If you try to answer these questions with an "either/or" answer, you'll never come up with a good strategy because there is no right answer to any of them. But does this mean you should give up struggling with these and similar challenges? Of course you shouldn't.
The good news is that there is a powerful tool to help leaders grapple more successfully with these problems and achieve better results. "Polarity Management" was developed by Barry Johnson, PhD. Johnson has designed a tool for "mapping" polarities like these and allows leaders to understand how the polarity works. It turns out we all have a tendency to focus too much on one "pole" of these polarities. For example, you may have heard a physician at your organization claim "physicians care about quality, and the hospital cares about making money." The physician is focusing on the quality pole and ignoring, at least for the moment, the cost pole. Johnson has shown that focusing on only one pole leads inevitably to a downside of that pole, which needs to be balanced by focusing on the other pole. Once you've mapped a polarity, you can develop strategies for maximizing the upside of each pole while minimizing the downside.

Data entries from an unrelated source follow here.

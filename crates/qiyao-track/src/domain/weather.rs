//! The day's weather over the whole track.

use std::fmt;

use serde::{Deserialize, Serialize};

/// One of the fixed weather conditions, resampled at the start of every day.
#[derive(Debug, Clone, Copy, PartialEq, Eq, Hash, Default, Serialize, Deserialize)]
#[serde(rename_all = "snake_case")]
pub enum Weather {
    #[default]
    ClearSkies,
    Overcast,
    Drizzle,
    Downpour,
    DenseFog,
    Gale,
    Snowfall,
    Thunderstorm,
}

impl Weather {
    /// Every condition, in sampling order.
    pub const ALL: [Weather; 8] = [
        Weather::ClearSkies,
        Weather::Overcast,
        Weather::Drizzle,
        Weather::Downpour,
        Weather::DenseFog,
        Weather::Gale,
        Weather::Snowfall,
        Weather::Thunderstorm,
    ];

    /// Human-readable label used in narration and the read model.
    #[must_use]
    pub const fn label(self) -> &'static str {
        match self {
            Weather::ClearSkies => "Clear Skies",
            Weather::Overcast => "Overcast",
            Weather::Drizzle => "Drizzle",
            Weather::Downpour => "Downpour",
            Weather::DenseFog => "Dense Fog",
            Weather::Gale => "Gale",
            Weather::Snowfall => "Snowfall",
            Weather::Thunderstorm => "Thunderstorm",
        }
    }

    /// Picks the condition at `index` in [`Weather::ALL`], wrapping around.
    #[must_use]
    pub const fn from_index(index: usize) -> Self {
        Self::ALL[index % Self::ALL.len()]
    }
}

impl fmt::Display for Weather {
    fn fmt(&self, f: &mut fmt::Formatter<'_>) -> fmt::Result {
        f.write_str(self.label())
    }
}
//! Turning an arbiter ruling into state changes.
//!
//! Planning only reads the state and yields a [`ResolvedTurn`]; applying it
//! (see [`commit`](super::commit)) cannot fail. A rejected ruling therefore
//! never leaves a half-applied turn behind.

use qiyao_core::error::DomainError;
use qiyao_faction::domain::identity::FactionId;
use qiyao_faction::domain::stats::Stats;
use qiyao_track::domain::locations::{self, GOAL_PROGRESS, START_PROGRESS};
use serde::{Deserialize, Serialize};

use super::interaction::{Interaction, InteractionKind};
use super::log::LogCategory;
use super::state::GameState;

/// How a meeting between two factions ends.
#[derive(Debug, Clone, Copy, PartialEq, Eq, Serialize, Deserialize)]
#[serde(rename_all = "snake_case")]
pub enum PvpMode {
    /// The loser is beaten back.
    Battle,
    /// The loser gives way.
    Negotiate,
    /// Both sides join forces; nobody moves.
    Coop,
}

/// Which way a successful opportunity moves the actor.
#[derive(Debug, Clone, Copy, PartialEq, Eq, Default, Serialize, Deserialize)]
#[serde(rename_all = "snake_case")]
pub enum RewardDirection {
    #[default]
    Forward,
    Backward,
}

/// The arbiter's ruling on a meeting.
#[derive(Debug, Clone, Copy, PartialEq, Eq)]
pub struct PvpRuling {
    pub winner: FactionId,
    pub mode: PvpMode,
    /// Retreat distance, already coerced to be non-negative.
    pub distance: i32,
}

/// The arbiter's ruling on a chance encounter.
#[derive(Debug, Clone, Copy, PartialEq, Eq)]
pub struct OpportunityRuling {
    pub success: bool,
    pub direction: RewardDirection,
    /// Distance, already coerced to be non-negative.
    pub distance: i32,
    pub stat_deltas: Stats,
    pub skip_next_turn: bool,
    pub extra_action: bool,
}

/// The losing side of a meeting, pushed back before the actor commits.
#[derive(Debug, Clone, PartialEq, Eq)]
pub struct Retreat {
    pub faction: FactionId,
    pub progress: i32,
    pub descriptor: String,
}

/// Every change one turn makes, ready to apply.
#[derive(Debug, Clone, PartialEq, Eq)]
pub struct ResolvedTurn {
    pub actor: FactionId,
    pub final_progress: i32,
    pub log_text: String,
    pub category: LogCategory,
    pub retreat: Option<Retreat>,
    pub stat_deltas: Stats,
    pub force_skip: bool,
    /// The turn consumed the actor's skip flag.
    pub was_skipped: bool,
    /// The actor acts again; the scheduler does not advance.
    pub action_again: bool,
}

impl ResolvedTurn {
    fn commit_only(actor: FactionId, final_progress: i32, log_text: String) -> Self {
        Self {
            actor,
            final_progress,
            log_text,
            category: LogCategory::Move,
            retreat: None,
            stat_deltas: Stats::default(),
            force_skip: false,
            was_skipped: false,
            action_again: false,
        }
    }

    /// A plain move with no encounter.
    #[must_use]
    pub fn plain_move(actor: FactionId, final_progress: i32, narrative: impl Into<String>) -> Self {
        Self::commit_only(actor, final_progress, narrative.into())
    }

    /// A turn consumed by the actor's skip flag: no movement.
    #[must_use]
    pub fn skipped(state: &GameState, actor: FactionId) -> Self {
        let progress = state.factions().get(actor).progress();
        Self {
            was_skipped: true,
            ..Self::commit_only(
                actor,
                progress,
                format!(
                    "[Stalled] Still reeling from earlier events, {} cannot act this turn.",
                    actor.name()
                ),
            )
        }
    }
}

fn check_actor(state: &GameState, interaction: &Interaction) -> Result<(), DomainError> {
    if interaction.actor == state.active_faction() {
        Ok(())
    } else {
        Err(DomainError::Validation(format!(
            "interaction belongs to {}, but it is {}'s turn",
            interaction.actor,
            state.active_faction()
        )))
    }
}

/// Plans the resolution of an open meeting.
///
/// # Errors
///
/// Returns `DomainError::Validation` if the interaction is not a meeting or
/// the winner is neither of the two factions involved.
pub fn plan_pvp(
    state: &GameState,
    interaction: &Interaction,
    ruling: PvpRuling,
) -> Result<ResolvedTurn, DomainError> {
    let InteractionKind::Pvp { target } = interaction.kind else {
        return Err(DomainError::Validation(
            "the open interaction is not a meeting".to_owned(),
        ));
    };
    check_actor(state, interaction)?;
    let actor = interaction.actor;
    if ruling.winner != actor && ruling.winner != target {
        return Err(DomainError::Validation(format!(
            "winner {} is not part of this meeting",
            ruling.winner
        )));
    }

    let loser = if ruling.winner == actor { target } else { actor };
    let distance = ruling.distance.max(0);
    let place = &interaction.location_name;

    let (log_text, retreat_label) = match ruling.mode {
        PvpMode::Coop => (
            format!(
                "[Alliance] At {place}, {} and {} set aside old grudges and face the danger together. Neither side gives ground.",
                actor.name(),
                target.name()
            ),
            None,
        ),
        PvpMode::Negotiate => (
            format!(
                "[Encounter] At {place}, {} chooses to yield and falls back {distance} li.",
                loser.name()
            ),
            Some("yielded"),
        ),
        PvpMode::Battle => (
            format!(
                "[Battle] Fierce fighting breaks out at {place}! {} prevails and {} is driven back {distance} li.",
                ruling.winner.name(),
                loser.name()
            ),
            Some("defeated"),
        ),
    };

    let retreat = retreat_label.map(|label| Retreat {
        faction: loser,
        progress: (state.factions().get(loser).progress() - distance).max(START_PROGRESS),
        descriptor: format!("-{distance} li ({label})"),
    });

    Ok(ResolvedTurn {
        category: LogCategory::Conflict,
        retreat,
        ..ResolvedTurn::commit_only(actor, interaction.pending_progress, log_text)
    })
}

/// Plans the resolution of an open chance encounter.
///
/// # Errors
///
/// Returns `DomainError::Validation` if the interaction is not an
/// opportunity.
pub fn plan_opportunity(
    state: &GameState,
    interaction: &Interaction,
    ruling: OpportunityRuling,
) -> Result<ResolvedTurn, DomainError> {
    if !matches!(interaction.kind, InteractionKind::Opportunity { .. }) {
        return Err(DomainError::Validation(
            "the open interaction is not an opportunity".to_owned(),
        ));
    }
    check_actor(state, interaction)?;
    let actor = interaction.actor;
    let distance = ruling.distance.max(0);

    let forward = ruling.success && ruling.direction == RewardDirection::Forward;
    let moved = if forward {
        interaction.pending_progress.saturating_add(distance)
    } else {
        interaction.pending_progress.saturating_sub(distance)
    };
    let final_progress = moved.clamp(START_PROGRESS, GOAL_PROGRESS);
    let destination = locations::location_of(final_progress);

    let mut extras = Vec::new();
    if ruling.skip_next_turn {
        extras.push("stalled next turn");
    }
    if ruling.extra_action {
        extras.push("moves again");
    }
    let extras = if extras.is_empty() {
        String::new()
    } else {
        format!(", {}", extras.join(", "))
    };

    let log_text = format!(
        "[Fortune] At {}, {} meets {}. {} {distance} li to {}{extras}.",
        interaction.location_name,
        actor.name(),
        if ruling.success {
            "great fortune"
        } else {
            "ill fortune"
        },
        if forward { "Advances" } else { "Falls back" },
        destination.name,
    );

    Ok(ResolvedTurn {
        category: LogCategory::Event,
        stat_deltas: ruling.stat_deltas,
        force_skip: ruling.skip_next_turn,
        action_again: ruling.extra_action,
        ..ResolvedTurn::commit_only(actor, final_progress, log_text)
    })
}

#[cfg(test)]
mod tests {
    use qiyao_faction::domain::store::FactionStore;
    use qiyao_test_support::MockRng;
    use qiyao_track::domain::locations::location_of;

    use super::*;

    fn state() -> GameState {
        let mut state =
            GameState::new(FactionId::ALL.to_vec(), FactionStore::default(), None, &mut MockRng)
                .unwrap();
        state.factions.get_mut(FactionId::Tianhe).relocate(35);
        state.factions.get_mut(FactionId::Beige).relocate(40);
        state
    }

    fn meeting() -> Interaction {
        Interaction {
            kind: InteractionKind::Pvp {
                target: FactionId::Beige,
            },
            actor: FactionId::Tianhe,
            location_name: location_of(40).name.to_owned(),
            narrative: String::new(),
            pending_progress: 40,
        }
    }

    fn fortune(pending_progress: i32) -> Interaction {
        Interaction {
            kind: InteractionKind::Opportunity {
                title: "Lost Letter".to_owned(),
            },
            actor: FactionId::Tianhe,
            location_name: location_of(pending_progress).name.to_owned(),
            narrative: String::new(),
            pending_progress,
        }
    }

    fn ruling(success: bool, direction: RewardDirection, distance: i32) -> OpportunityRuling {
        OpportunityRuling {
            success,
            direction,
            distance,
            stat_deltas: Stats::default(),
            skip_next_turn: false,
            extra_action: false,
        }
    }

    #[test]
    fn test_battle_pushes_loser_back_and_actor_keeps_pending() {
        // Arrange
        let ruling = PvpRuling {
            winner: FactionId::Tianhe,
            mode: PvpMode::Battle,
            distance: 10,
        };

        // Act
        let turn = plan_pvp(&state(), &meeting(), ruling).unwrap();

        // Assert
        assert_eq!(turn.final_progress, 40);
        assert_eq!(turn.category, LogCategory::Conflict);
        assert_eq!(
            turn.retreat,
            Some(Retreat {
                faction: FactionId::Beige,
                progress: 30,
                descriptor: "-10 li (defeated)".to_owned(),
            })
        );
    }

    #[test]
    fn test_negotiation_marks_loser_as_yielding() {
        let ruling = PvpRuling {
            winner: FactionId::Beige,
            mode: PvpMode::Negotiate,
            distance: 50,
        };

        let turn = plan_pvp(&state(), &meeting(), ruling).unwrap();

        let retreat = turn.retreat.unwrap();
        assert_eq!(retreat.faction, FactionId::Tianhe);
        assert_eq!(retreat.progress, 0);
        assert_eq!(retreat.descriptor, "-50 li (yielded)");
        assert_eq!(turn.final_progress, 40);
    }

    #[test]
    fn test_coop_moves_nobody() {
        let ruling = PvpRuling {
            winner: FactionId::Tianhe,
            mode: PvpMode::Coop,
            distance: 9,
        };

        let turn = plan_pvp(&state(), &meeting(), ruling).unwrap();

        assert!(turn.retreat.is_none());
        assert!(turn.log_text.starts_with("[Alliance]"));
    }

    #[test]
    fn test_outsider_cannot_win() {
        let ruling = PvpRuling {
            winner: FactionId::Dari,
            mode: PvpMode::Battle,
            distance: 3,
        };

        let result = plan_pvp(&state(), &meeting(), ruling);

        assert!(matches!(result, Err(DomainError::Validation(_))));
    }

    #[test]
    fn test_pvp_ruling_on_opportunity_is_rejected() {
        let ruling = PvpRuling {
            winner: FactionId::Tianhe,
            mode: PvpMode::Battle,
            distance: 3,
        };

        let result = plan_pvp(&state(), &fortune(40), ruling);

        assert!(matches!(result, Err(DomainError::Validation(_))));
    }

    #[test]
    fn test_opportunity_directions() {
        let state = state();
        let cases = [
            (true, RewardDirection::Forward, 50),
            (true, RewardDirection::Backward, 30),
            (false, RewardDirection::Forward, 30),
            (false, RewardDirection::Backward, 30),
        ];

        for (success, direction, expected) in cases {
            let turn =
                plan_opportunity(&state, &fortune(40), ruling(success, direction, 10)).unwrap();
            assert_eq!(turn.final_progress, expected, "{success} {direction:?}");
            assert_eq!(turn.category, LogCategory::Event);
        }
    }

    #[test]
    fn test_opportunity_progress_is_clamped() {
        let state = state();

        let past_goal =
            plan_opportunity(&state, &fortune(115), ruling(true, RewardDirection::Forward, 30))
                .unwrap();
        let past_start =
            plan_opportunity(&state, &fortune(5), ruling(false, RewardDirection::Forward, 30))
                .unwrap();

        assert_eq!(past_goal.final_progress, 120);
        assert_eq!(past_start.final_progress, 0);
    }

    #[test]
    fn test_opportunity_carries_flags_and_deltas() {
        let deltas = Stats {
            martial: -5,
            prestige: 3,
            ..Stats::default()
        };
        let ruling = OpportunityRuling {
            stat_deltas: deltas,
            skip_next_turn: true,
            extra_action: true,
            ..ruling(false, RewardDirection::Forward, 0)
        };

        let turn = plan_opportunity(&state(), &fortune(40), ruling).unwrap();

        assert_eq!(turn.stat_deltas, deltas);
        assert!(turn.force_skip);
        assert!(turn.action_again);
        assert!(turn.log_text.ends_with("stalled next turn, moves again."));
    }

    #[test]
    fn test_opportunity_ruling_on_meeting_is_rejected() {
        let result = plan_opportunity(
            &state(),
            &meeting(),
            ruling(true, RewardDirection::Forward, 1),
        );
        assert!(matches!(result, Err(DomainError::Validation(_))));
    }
}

When faced with a particular challenge, you should first ask whether it is a decision to be made or a polarity to be managed. A problem that requires a decision would involve a question such as, "Will we allow chiropractors to practice in our hospital?" A polarity to manage asks something like, "should we make our guidelines required or optional?" Although this second question initially sounds just like another decision, it actually expresses the polarity of balancing the need for physicians to reduce variation where it doesn't add value with the need to allow for variation when it does add value.
Johnson's approach is explained in his book, Polarity Management: Identifying and Managing Unsolvable Problems.